Henslin enjoyed a 20-year remission, highlighted by the birth of two daughters, before the cancer returned. This time, his doctors told him his only real shot at survival was a bone marrow transplant.
Henslin went through months of chemotherapy before the bone marrow transplant he ultimately received. Once again, the treatment decimated not only the cancer cells but also the red blood cells, platelets and white blood cells that he needed to stay alive.
He recalls one instance when his platelets were so low that his blood failed to clot. Blood was leaking out of the I.V. site in his arm just as fast as blood products were being transfused in. “They were changing the bandage every 20 minutes,” Henslin says.
Multiple transfusions of platelets — which Henslin describes as looking like apricot nectar — allowed his blood to clot again.
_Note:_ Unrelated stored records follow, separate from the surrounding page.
//! Console gateway – stdin lines in, replies on stdout.

use std::io::Write;
use std::sync::atomic::{AtomicI64, Ordering};

use async_trait::async_trait;
use banter_runtime::{GatewayError, MessagingGateway, OutboundMessage};
use banter_types::{AuthorId, InboundMessage};
use colored::Colorize;

/// Prefix marking a console line as a direct message.
pub const DIRECT_PREFIX: &str = "!dm ";

/// Author id used for the local operator.
pub const OPERATOR_ID: AuthorId = 1;

/// Turns console lines into inbound messages with increasing sequence ids.
pub struct ConsoleInput {
    conversation_id: i64,
    thread_id: Option<i64>,
    display_name: String,
    next_sequence: AtomicI64,
}

impl ConsoleInput {
    pub fn new(conversation_id: i64, thread_id: Option<i64>, display_name: impl Into<String>) -> Self {
        Self {
            conversation_id,
            thread_id,
            display_name: display_name.into(),
            next_sequence: AtomicI64::new(1),
        }
    }

    /// Parse one line.  Blank lines yield `None`.
    ///
    /// Direct messages live in the operator's own conversation, as in a
    /// private chat.
    pub fn parse_line(&self, line: &str) -> Option<InboundMessage> {
        let line = line.trim();
        let (text, direct) = match line.strip_prefix(DIRECT_PREFIX.trim_end()) {
            Some(rest) if rest.is_empty() || rest.starts_with(char::is_whitespace) => (rest.trim(), true),
            _ => (line, false),
        };
        if text.is_empty() {
            return None;
        }

        let mut msg = InboundMessage::new(OPERATOR_ID, self.display_name.clone(), text);
        msg.sequence_id = self.next_sequence.fetch_add(1, Ordering::Relaxed);
        Some(if direct {
            msg.in_conversation(OPERATOR_ID, None).direct()
        } else {
            msg.in_conversation(self.conversation_id, self.thread_id)
        })
    }
}

/// Prints outbound messages to stdout.
#[derive(Default)]
pub struct ConsoleGateway;

#[async_trait]
impl MessagingGateway for ConsoleGateway {
    async fn send(&self, message: OutboundMessage) -> Result<(), GatewayError> {
        let mut out = std::io::stdout().lock();
        let written = write_message(&mut out, &message);
        drop(out);
        written
    }
}

fn write_message(out: &mut impl Write, message: &OutboundMessage) -> Result<(), GatewayError> {
    writeln!(out, "{}", render(message))
        .and_then(|()| out.flush())
        .map_err(|e| GatewayError::Send(e.to_string()))
}

fn render(message: &OutboundMessage) -> String {
    let tag = match message.reply_to_sequence {
        Some(seq) => format!("[bot → #{seq}]"),
        None => "[bot]".to_string(),
    };
    format!("{} {}", tag.cyan().bold(), message.text)
}
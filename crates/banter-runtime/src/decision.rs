//! Response Decision Policy.
//!
//! Decides whether an event deserves a reply and why.  Rules are evaluated in
//! a fixed precedence order and the first match wins:
//!
//! | # | Condition                                   | Reason             |
//! |---|---------------------------------------------|--------------------|
//! | 1 | one-to-one conversation                     | `direct_channel`   |
//! | 2 | bot-address keyword                         | `direct_mention`   |
//! | 3 | technical keyword                           | `tech_question`    |
//! | 4 | question indicator                          | `question_to_chat` |
//! | 5 | greeting                                    | `greeting`         |
//! | 6 | longer than 200 characters                  | `long_post`        |
//! | 7 | > 10 interactions, draw < 0.15 + tier bonus | `active_user`      |
//! | 8 | draw < 0.08 + tier bonus                    | `random_response`  |
//!
//! Rules 7 and 8 each consume their own draw from the injected
//! [`RandomSource`], so a failed rule 7 still gets a fresh chance at rule 8.

use banter_types::{Decision, DecisionReason, Event, Profile};

use crate::scoring::{BOT_ADDRESS, GREETINGS, QUESTION_INDICATORS, TECH_KEYWORDS, char_len, contains_any};

/// Texts longer than this (in characters) always get a reply.
pub const LONG_POST_CHARS: usize = 200;

/// Interaction count above which an author is considered active.
pub const ACTIVE_USER_INTERACTIONS: u64 = 10;

pub const ACTIVE_USER_PROBABILITY: f64 = 0.15;
pub const RANDOM_RESPONSE_PROBABILITY: f64 = 0.08;

/// Uniform `[0, 1)` source, injected so tests can pin outcomes.
pub trait RandomSource: Send + Sync {
    fn draw(&self) -> f64;
}

/// Thread-local generator backed by `rand`.
#[derive(Debug, Default, Clone, Copy)]
pub struct ThreadRandom;

impl RandomSource for ThreadRandom {
    fn draw(&self) -> f64 {
        rand::random::<f64>()
    }
}

/// Apply the precedence rules to `event`.
pub fn decide(event: &Event, profile: Option<&Profile>, is_direct: bool, random: &dyn RandomSource) -> Decision {
    if is_direct {
        return Decision::respond(DecisionReason::DirectChannel);
    }

    let text = event.text.as_str();
    if contains_any(text, BOT_ADDRESS) {
        return Decision::respond(DecisionReason::DirectMention);
    }
    if contains_any(text, TECH_KEYWORDS) {
        return Decision::respond(DecisionReason::TechQuestion);
    }
    if contains_any(text, QUESTION_INDICATORS) {
        return Decision::respond(DecisionReason::QuestionToChat);
    }
    if contains_any(text, GREETINGS) {
        return Decision::respond(DecisionReason::Greeting);
    }
    if char_len(text) > LONG_POST_CHARS {
        return Decision::respond(DecisionReason::LongPost);
    }

    let bonus = profile.map(|p| p.tier.reply_bonus()).unwrap_or(0.0);

    let active = profile.is_some_and(|p| p.interaction_count > ACTIVE_USER_INTERACTIONS);
    if active && random.draw() < ACTIVE_USER_PROBABILITY + bonus {
        return Decision::respond(DecisionReason::ActiveUser);
    }
    if random.draw() < RANDOM_RESPONSE_PROBABILITY + bonus {
        return Decision::respond(DecisionReason::RandomResponse);
    }
    Decision::silent()
}
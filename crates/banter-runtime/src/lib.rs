//! `banter-runtime` – decision, generation and scheduling.
//!
//! # Modules
//!
//! - [`engine`] – [`Engine`][engine::Engine]: the explicitly constructed
//!   orchestrator wiring memory, policy, prompt building, inference and the
//!   announcer together.
//! - [`scoring`] – keyword heuristics for importance and sentiment.
//! - [`profile`] – [`ProfileEvolution`][profile::ProfileEvolution]: per-author
//!   profile updates under a per-author lock.
//! - [`context`] – [`ContextAssembler`][context::ContextAssembler]: the short
//!   context block preceding each prompt.
//! - [`decision`] – the precedence-ordered response policy with an injected
//!   [`RandomSource`][decision::RandomSource].
//! - [`prompt`] – persona, style hints and prompt composition.
//! - [`announcer`] – the morning/evening [`Announcer`][announcer::Announcer]
//!   state machine driven by a [`Clock`][clock::Clock].
//! - [`cooldown`] – [`CooldownGate`][cooldown::CooldownGate]: tier-aware
//!   per-author reply throttle.
//! - [`llm_driver`] / [`inference`] – OpenAI-compatible inference client and
//!   the semaphore-bounded, timed [`InferencePool`][inference::InferencePool].
//! - [`embedder`] / [`recall`] – embedding client and semantic recall over the
//!   vector index.
//! - [`gateway`] – the outbound [`MessagingGateway`][gateway::MessagingGateway]
//!   seam.
//! - [`telemetry`] – [`init_tracing`][telemetry::init_tracing]: global
//!   `tracing` subscriber with optional OTLP export.

pub mod announcer;
pub mod clock;
pub mod context;
pub mod cooldown;
pub mod decision;
pub mod embedder;
pub mod engine;
pub mod gateway;
pub mod inference;
pub mod llm_driver;
pub mod profile;
pub mod prompt;
pub mod recall;
pub mod scoring;
pub mod telemetry;

#[cfg(test)]
mod testing;

pub use announcer::{Announcement, Announcer, Slot, parse_slot_time};
pub use clock::{Clock, FixedOffsetClock, ZonedClock, clock_for_timezone};
pub use decision::{RandomSource, ThreadRandom, decide};
pub use embedder::{EmbedError, EmbeddingService, HttpEmbedder};
pub use engine::{Engine, EngineConfig, EngineServices, Outcome, StatusSnapshot, SweepReport};
pub use gateway::{GatewayError, MessagingGateway, OutboundMessage};
pub use inference::InferencePool;
pub use llm_driver::{InferenceRequest, InferenceService, LlmDriver, LlmError};
pub use telemetry::{TracerProviderGuard, init_tracing};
Eventually four good genetic matches were found for Henslin, the best of which was on the other side of the world: a young man in Germany, who had initially signed up with the bone marrow registry in the hope of saving a teacher who had fallen ill. The young man’s bone marrow was shipped to the United States and transfused into Henslin’s irradiated body at Stanford Hospital’s E1 Transplant Unit.
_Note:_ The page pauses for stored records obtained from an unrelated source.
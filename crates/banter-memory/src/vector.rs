//! In-process similarity index over embedded events.
//!
//! [`VectorIndex`] keeps at most `capacity` `(event, vector)` pairs.  When
//! full, the oldest entry is evicted regardless of how similar it is to
//! anything, so the index behaves as a recency-biased cache rather than an
//! archive.  Similarity is the raw dot product of the vectors; magnitudes
//! therefore affect ranking.
//!
//! Embedding itself is the caller's concern: the index only stores vectors it
//! is handed.

use std::collections::VecDeque;
use std::sync::{Arc, Mutex, MutexGuard};

use banter_types::Event;
use tracing::debug;

/// Default number of retained entries.
pub const DEFAULT_CAPACITY: usize = 1000;

/// Default similarity a hit must strictly exceed.
pub const DEFAULT_THRESHOLD: f32 = 0.3;

/// Capacity-bounded dot-product index.
pub struct VectorIndex {
    capacity: usize,
    threshold: f32,
    entries: Mutex<VecDeque<(Arc<Event>, Vec<f32>)>>,
}

impl Default for VectorIndex {
    fn default() -> Self {
        Self::new(DEFAULT_CAPACITY, DEFAULT_THRESHOLD)
    }
}

impl VectorIndex {
    pub fn new(capacity: usize, threshold: f32) -> Self {
        Self {
            capacity: capacity.max(1),
            threshold,
            entries: Mutex::new(VecDeque::with_capacity(capacity.clamp(1, DEFAULT_CAPACITY))),
        }
    }

    fn entries(&self) -> MutexGuard<'_, VecDeque<(Arc<Event>, Vec<f32>)>> {
        self.entries.lock().unwrap_or_else(|e| e.into_inner())
    }

    /// Store `vector` for `event`, evicting the oldest entry when full.
    pub fn insert(&self, event: Arc<Event>, vector: Vec<f32>) {
        let mut entries = self.entries();
        entries.push_back((event, vector));
        while entries.len() > self.capacity {
            entries.pop_front();
        }
    }

    /// Up to `k` entries most similar to `query`, best first.
    ///
    /// Only entries scoring strictly above the threshold are returned.
    /// Entries whose dimension differs from the query are ignored.
    pub fn search(&self, query: &[f32], k: usize) -> Vec<(Arc<Event>, f32)> {
        if k == 0 {
            return Vec::new();
        }
        let entries = self.entries();
        let mut hits: Vec<(Arc<Event>, f32)> = entries
            .iter()
            .filter(|(_, v)| v.len() == query.len())
            .map(|(event, v)| (Arc::clone(event), dot(query, v)))
            .filter(|(_, score)| *score > self.threshold)
            .collect();
        drop(entries);

        hits.sort_by(|a, b| b.1.total_cmp(&a.1));
        hits.truncate(k);
        debug!(hits = hits.len(), k, "vector search");
        hits
    }

    pub fn len(&self) -> usize {
        self.entries().len()
    }

    pub fn is_empty(&self) -> bool {
        self.entries().is_empty()
    }

    pub fn capacity(&self) -> usize {
        self.capacity
    }

    pub fn threshold(&self) -> f32 {
        self.threshold
    }
}

fn dot(a: &[f32], b: &[f32]) -> f32 {
    a.iter().zip(b).map(|(x, y)| x * y).sum()
}
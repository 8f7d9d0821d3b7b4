//! Semantic recall: the [`VectorIndex`] fed by an [`EmbeddingService`].
//!
//! Embedding failures degrade recall only.  `add` logs and stores nothing,
//! `search` returns no hits; neither ever surfaces an error.

use std::sync::Arc;
use std::time::Duration;

use banter_memory::VectorIndex;
use banter_types::Event;
use tracing::{debug, warn};

use crate::embedder::{EmbedError, EmbeddingService};

pub struct SemanticRecall {
    embedder: Arc<dyn EmbeddingService>,
    index: VectorIndex,
    timeout: Duration,
}

impl SemanticRecall {
    pub fn new(embedder: Arc<dyn EmbeddingService>, index: VectorIndex, timeout: Duration) -> Self {
        Self {
            embedder,
            index,
            timeout,
        }
    }

    async fn embed(&self, text: &str) -> Result<Vec<f32>, EmbedError> {
        tokio::time::timeout(self.timeout, self.embedder.embed(text))
            .await
            .map_err(|_| EmbedError::Timeout)?
    }

    /// Embed `event` and index it.  Returns the vector for persistence.
    pub async fn add(&self, event: Arc<Event>) -> Option<Vec<f32>> {
        match self.embed(&event.embedding_text()).await {
            Ok(vector) => {
                self.index.insert(event, vector.clone());
                Some(vector)
            }
            Err(e) => {
                warn!(author_id = event.author_id, error = %e, "embedding failed, event not indexed");
                None
            }
        }
    }

    /// Up to `k` indexed events most similar to `query`.
    pub async fn search(&self, query: &str, k: usize) -> Vec<Arc<Event>> {
        if k == 0 || self.index.is_empty() {
            return Vec::new();
        }
        match self.embed(query).await {
            Ok(vector) => {
                let hits = self.index.search(&vector, k);
                debug!(hits = hits.len(), "semantic recall");
                hits.into_iter().map(|(event, _)| event).collect()
            }
            Err(e) => {
                warn!(error = %e, "embedding failed, recall skipped");
                Vec::new()
            }
        }
    }

    pub fn len(&self) -> usize {
        self.index.len()
    }

    pub fn is_empty(&self) -> bool {
        self.index.is_empty()
    }
}
impl Profile {
    /// A fresh profile with neutral traits and no interactions.
    pub fn new(author_id: AuthorId, display_name: impl Into<String>, seen_at: DateTime<Utc>) -> Self {
        Self {
            author_id,
            display_name: display_name.into(),
            traits: Trait::ALL
                .iter()
                .map(|t| (*t, INITIAL_TRAIT_INTENSITY))
                .collect(),
            interests: Vec::new(),
            interaction_count: 0,
            last_seen: seen_at,
            tier: RelationshipTier::Stranger,
        }
    }

    /// Current intensity of `t`, or `0.0` if it was never recorded.
    pub fn trait_value(&self, t: Trait) -> f64 {
        self.traits.get(&t).copied().unwrap_or(0.0)
    }

    pub fn top_interests(&self, n: usize) -> &[String] {
        &self.interests[..self.interests.len().min(n)]
    }
}

// ─────────────────────────────────────────────────────────────────────────────
// Decision
// ─────────────────────────────────────────────────────────────────────────────

/// Why the response policy did or did not trigger a reply.
#[derive(Debug, Clone, Copy, PartialEq, Eq, Hash, Serialize, Deserialize)]
#[serde(rename_all = "snake_case")]
pub enum DecisionReason {
    DirectChannel,
    DirectMention,
    TechQuestion,
    QuestionToChat,
    Greeting,
    LongPost,
    ActiveUser,
    RandomResponse,
    None,
}

impl DecisionReason {
    pub fn as_str(&self) -> &'static str {
        match self {
            DecisionReason::DirectChannel => "direct_channel",
            DecisionReason::DirectMention => "direct_mention",
            DecisionReason::TechQuestion => "tech_question",
            DecisionReason::QuestionToChat => "question_to_chat",
            DecisionReason::Greeting => "greeting",
            DecisionReason::LongPost => "long_post",
            DecisionReason::ActiveUser => "active_user",
            DecisionReason::RandomResponse => "random_response",
            DecisionReason::None => "none",
        }
    }
}

impl fmt::Display for DecisionReason {
    fn fmt(&self, f: &mut fmt::Formatter<'_>) -> fmt::Result {
        f.write_str(self.as_str())
    }
}

/// Outcome of the response policy for one event.
#[derive(Debug, Clone, Copy, PartialEq, Eq, Serialize, Deserialize)]
pub struct Decision {
    pub respond: bool,
    pub reason: DecisionReason,
}

impl Decision {
    pub fn respond(reason: DecisionReason) -> Self {
        Self { respond: true, reason }
    }

    pub fn silent() -> Self {
        Self {
            respond: false,
            reason: DecisionReason::None,
        }
    }
}

// ─────────────────────────────────────────────────────────────────────────────
// Errors
// ─────────────────────────────────────────────────────────────────────────────

/// Failures the engine surfaces to its callers.
///
/// External-service failures never appear here: they are recovered locally
/// with fallback values.
#[derive(Error, Debug)]
pub enum BanterError {
    #[error("Storage error: {0}")]
    Storage(String),

    #[error("Gateway error: {0}")]
    Gateway(String),

    #[error("Configuration error: {0}")]
    Config(String),
}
Throughout his recovery from what doctors called a “difficult” transplant, Henslin required countless additional transfusions.
“Every time I received a bag, I thought, ‘Somebody gave this up for me,’” says Henslin. “I never took it for granted.”
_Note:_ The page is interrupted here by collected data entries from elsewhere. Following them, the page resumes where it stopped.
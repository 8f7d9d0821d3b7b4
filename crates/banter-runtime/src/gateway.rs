//! Outbound side of the messaging gateway.
//!
//! Transport, authentication and inbound delivery live outside the engine;
//! the engine only needs somewhere to put text.

use async_trait::async_trait;
use thiserror::Error;

#[derive(Error, Debug)]
pub enum GatewayError {
    #[error("Send failed: {0}")]
    Send(String),
    #[error("Gateway closed")]
    Closed,
}

/// One message the engine wants delivered.
#[derive(Debug, Clone, PartialEq, Eq)]
pub struct OutboundMessage {
    pub conversation_id: i64,
    pub thread_id: Option<i64>,
    /// Sequence id of the message being answered, if any.
    pub reply_to_sequence: Option<i64>,
    pub text: String,
}

#[async_trait]
pub trait MessagingGateway: Send + Sync {
    async fn send(&self, message: OutboundMessage) -> Result<(), GatewayError>;
}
That was four years ago, and though Henslin still suffers from after-effects of the transplant, according to his doctor, he will probably never have to worry about leukemia again. He feels extremely grateful not only to the bone marrow donor, but also to the blood donors who kept him alive throughout his treatment.
“Anything you can do to step out of yourself, out of your comfort zone, do it. The benefits are phenomenal,” says Henslin. “You get to help a fellow human being, and you’ll feel like you spent part of your day doing something really, really important.”
Just what motivates these blood donors that Brennah calls “superheroes”? Some of Linda Johnson’s reasons are surprisingly down-to-earth.
She and other Stanford blood donors have online access to individual accounts that track the number of donations they give each year. Fueled by the knowledge of her own stats and by conversations with fellow donors, Johnson’s competitive drive causes her to donate platelets the maximum amount of times — 24 — per year. “It’s a little game we play. And I’m very good at it,” she says.
But even more than the friendly competition, Johnson and others donate because of the lives they know they’re saving.
“Every once in a while when the needle is uncomfortable, I think about the folks who are getting blood transfusions, especially little kids, and how much discomfort they are in,” says Johnson. “That usually puts things in perspective for me.”
Every year the blood center hosts a “Precious Mettle” breakfast honoring donors who have given blood more than 100 times. Several transfusion recipients are invited to speak. Johnson chokes up when she recalls the mother of a 3-year-old girl who thanked the donors for saving her daughter’s life.
Some consider blood donation a selfless act. Yet it seems that the experience of saving a life, of being part of a donor community, of giving in general, also fulfills a very human need on the part of the donor. Just like an apheresis machine that returns fluid to the donor as they give, the benefits of blood donation are not a one-way street.
For 35 years, thousands of hospital patients in the Palo Alto area have directly benefited from the blood provided through the Stanford Blood Center. But because of its research activities, the center also affects the lives of people throughout the world.